A1c from 8.1 to 5.6 is a meaningful result - that's moving from elevated diabetic range into normal territory, which means diabetes management changes significantly. The baseline testing point is useful context though: people who've had elevated blood sugar for a while often have downstream effects worth tracking. An annual panel covering kidney function, liver markers, lipids, and hs-CRP catches the things that move slowly.

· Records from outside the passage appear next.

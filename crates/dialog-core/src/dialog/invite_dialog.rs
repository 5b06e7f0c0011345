//! # INVITE Dialog
//!
//! The call-shaped dialog: established by an INVITE exchange, ended by
//! BYE, optionally carrying further in-dialog request types (REFER,
//! NOTIFY) and transparent challenge retry. The optional behaviors are
//! capability flags on one type rather than a hierarchy of dialog
//! subtypes; a plain call and a transfer-capable call differ only in
//! configuration.

use std::sync::Arc;

use tokio::sync::mpsc;
use tracing::{debug, warn};

use sipline_auth_core::Credentials;
use sipline_sip_core::{Message, Method, Request, Response, StatusCode};

use crate::auth::ChallengeRetry;
use crate::errors::{DialogError, DialogResult};
use crate::events::{DialogEvent, TransactionEvent};
use crate::routing::DialogMatcher;
use crate::transaction::TransactionManager;

use super::{Dialog, DialogId};

/// Optional in-dialog behaviors.
#[derive(Debug, Clone, Default)]
pub struct DialogCapabilities {
    /// Re-send challenged in-dialog requests with computed credentials.
    pub handle_challenges: bool,
    /// In-dialog request methods accepted and sendable beyond the base
    /// INVITE/BYE exchange (REFER, NOTIFY, ...).
    pub extra_methods: Vec<Method>,
}

impl DialogCapabilities {
    /// BYE is always part of the base exchange.
    fn allows(&self, method: &Method) -> bool {
        *method == Method::Bye || self.extra_methods.contains(method)
    }
}

/// One call-shaped dialog plus the machinery to run requests inside it.
pub struct InviteDialog {
    dialog: Dialog,
    capabilities: DialogCapabilities,
    retry: Option<ChallengeRetry>,
    transactions: Arc<TransactionManager>,
    matcher: Arc<DialogMatcher>,
    /// Sender registered with the matcher; in-dialog messages arrive on
    /// the paired receiver, which the owning task drains.
    inbound_tx: mpsc::Sender<Message>,
    events: mpsc::Sender<DialogEvent>,
    local_host: String,
}

impl InviteDialog {
    /// Wrap a UAC-side dialog created from an INVITE and its
    /// dialog-establishing response. Registers with the matcher when the
    /// identifier is already complete.
    pub fn new_uac(
        request: &Request,
        response: &Response,
        capabilities: DialogCapabilities,
        credentials: Option<(Credentials, u32)>,
        transactions: Arc<TransactionManager>,
        matcher: Arc<DialogMatcher>,
        events: mpsc::Sender<DialogEvent>,
        local_host: impl Into<String>,
    ) -> (Self, mpsc::Receiver<Message>) {
        let dialog = Dialog::from_response(request, response);
        Self::finish(dialog, capabilities, credentials, transactions, matcher, events, local_host)
    }

    /// Wrap a UAS-side dialog created from an inbound INVITE.
    pub fn new_uas(
        request: &Request,
        capabilities: DialogCapabilities,
        credentials: Option<(Credentials, u32)>,
        transactions: Arc<TransactionManager>,
        matcher: Arc<DialogMatcher>,
        events: mpsc::Sender<DialogEvent>,
        local_host: impl Into<String>,
    ) -> (Self, mpsc::Receiver<Message>) {
        let dialog = Dialog::from_request(request);
        Self::finish(dialog, capabilities, credentials, transactions, matcher, events, local_host)
    }

    fn finish(
        dialog: Dialog,
        capabilities: DialogCapabilities,
        credentials: Option<(Credentials, u32)>,
        transactions: Arc<TransactionManager>,
        matcher: Arc<DialogMatcher>,
        events: mpsc::Sender<DialogEvent>,
        local_host: impl Into<String>,
    ) -> (Self, mpsc::Receiver<Message>) {
        let (inbound_tx, inbound_rx) = mpsc::channel(16);
        if let Some(id) = dialog.current_id() {
            matcher.bind(id, inbound_tx.clone());
        }
        let retry = capabilities
            .handle_challenges
            .then_some(())
            .and(credentials)
            .map(|(credentials, max_attempts)| ChallengeRetry::new(credentials, max_attempts));
        let invite_dialog = InviteDialog {
            dialog,
            capabilities,
            retry,
            transactions,
            matcher,
            inbound_tx,
            events,
            local_host: local_host.into(),
        };
        (invite_dialog, inbound_rx)
    }

    pub fn id(&self) -> Option<DialogId> {
        self.dialog.current_id()
    }

    pub fn dialog(&self) -> &Dialog {
        &self.dialog
    }

    /// Confirm the dialog (2xx seen/sent for the establishing INVITE).
    pub async fn confirm(&mut self) {
        if let Some(event) = self.dialog.confirm() {
            let _ = self.events.send(event).await;
        }
    }

    /// End the call: send BYE, then terminate regardless of the outcome.
    pub async fn bye(&mut self) -> DialogResult<TransactionEvent> {
        let outcome = self.run_request(Method::Bye, Vec::new()).await;
        self.terminate("BYE sent").await;
        outcome
    }

    /// Send a REFER naming `target` as the transfer destination.
    pub async fn refer(&mut self, target: &str) -> DialogResult<TransactionEvent> {
        self.run_request(Method::Refer, target.as_bytes().to_vec()).await
    }

    /// Send a NOTIFY carrying `body`.
    pub async fn notify(&mut self, body: Vec<u8>) -> DialogResult<TransactionEvent> {
        self.run_request(Method::Notify, body).await
    }

    /// Run one in-dialog request as its own short-lived transaction,
    /// answering at most the configured number of challenges, and return
    /// its terminal outcome.
    pub async fn run_request(
        &mut self,
        method: Method,
        body: Vec<u8>,
    ) -> DialogResult<TransactionEvent> {
        if !self.capabilities.allows(&method) {
            return Err(DialogError::protocol_error(format!(
                "method {method} not enabled for this dialog"
            )));
        }
        if let Some(retry) = &mut self.retry {
            retry.reset();
        }

        let mut request = self.dialog.create_request(method, &self.local_host)?.with_body(body);

        loop {
            let (tx, mut rx) = mpsc::channel(8);
            self.transactions.send_request(request.clone(), tx).await?;
            let outcome = loop {
                match rx.recv().await {
                    Some(event) if event.is_terminal() => break event,
                    Some(_) => continue,
                    None => return Err(DialogError::protocol_error("transaction channel closed")),
                }
            };

            if let TransactionEvent::Failure { response, .. } = &outcome {
                if response.status.is_auth_challenge() {
                    if let Some(retry) = &mut self.retry {
                        request = retry.answer(&request, response)?;
                        // CSeq advanced inside the retry; keep ours in step.
                        self.dialog.local_cseq = request.cseq.seq;
                        continue;
                    }
                }
            }
            return Ok(outcome);
        }
    }

    /// Handle one in-dialog message forwarded by the matcher.
    pub async fn handle_message(&mut self, message: Message) -> DialogResult<()> {
        self.dialog
            .update_dialog_info(false, &message, &self.matcher, &self.inbound_tx);
        let Message::Request(request) = message else {
            // In-dialog responses belong to transactions started by
            // run_request and are consumed there.
            return Ok(());
        };

        let key = crate::transaction::TransactionKey::server(&request);
        match request.method {
            Method::Bye => {
                self.transactions
                    .respond(&key, Response::to_request(&request, StatusCode::OK))
                    .await?;
                self.terminate("BYE received").await;
            }
            ref method if self.capabilities.allows(method) => {
                debug!(method = %method, "accepting in-dialog request");
                self.transactions
                    .respond(&key, Response::to_request(&request, StatusCode::OK))
                    .await?;
            }
            ref method => {
                warn!(method = %method, "rejecting in-dialog request");
                self.transactions
                    .respond(&key, Response::to_request(&request, StatusCode::METHOD_NOT_ALLOWED))
                    .await?;
            }
        }
        Ok(())
    }

    /// Terminate the dialog and drop its matcher registration. Idempotent.
    pub async fn terminate(&mut self, reason: &str) {
        if self.dialog.is_terminated() {
            return;
        }
        let id = self.dialog.current_id();
        self.dialog.terminate();
        if let Some(id) = id {
            self.matcher.unbind(&id);
            let _ = self
                .events
                .send(DialogEvent::Terminated { dialog_id: id, reason: reason.to_string() })
                .await;
        }
    }
}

The improvement in A1c is real but it's worth understanding the whole metabolic picture, not just the headline number. The practical advice about starting with basics rather than a comprehensive expensive panel makes sense - the fundamentals tell most of the story.
 
The Monday/Friday 8mg split is an interesting cadence. Twice-weekly at lower dose can give smoother levels through the week compared to one larger weekly injection. Good data point for the blood sugar tracking - worth logging day by day to see the pattern across the full cycle.
 
A1C from 8.1 to normal is a significant metabolic result - dropping metformin when GLP-1 is doing the work is the right sequence. The prescriber resistance pattern is real but less common now. The A1C outcome is what justifies the approach.
 
A1C from 8.1 to 5.6 with 85 lbs is the dual result that makes the medication math obvious. The reactive glucose lag after dosing usually resolves within the first several weeks.
 
Getting off Lantus at 45-year low weight is a meaningful marker - the dose management becomes simpler when underlying insulin resistance drops. A1C in normal range at .25mg is a strong outcome.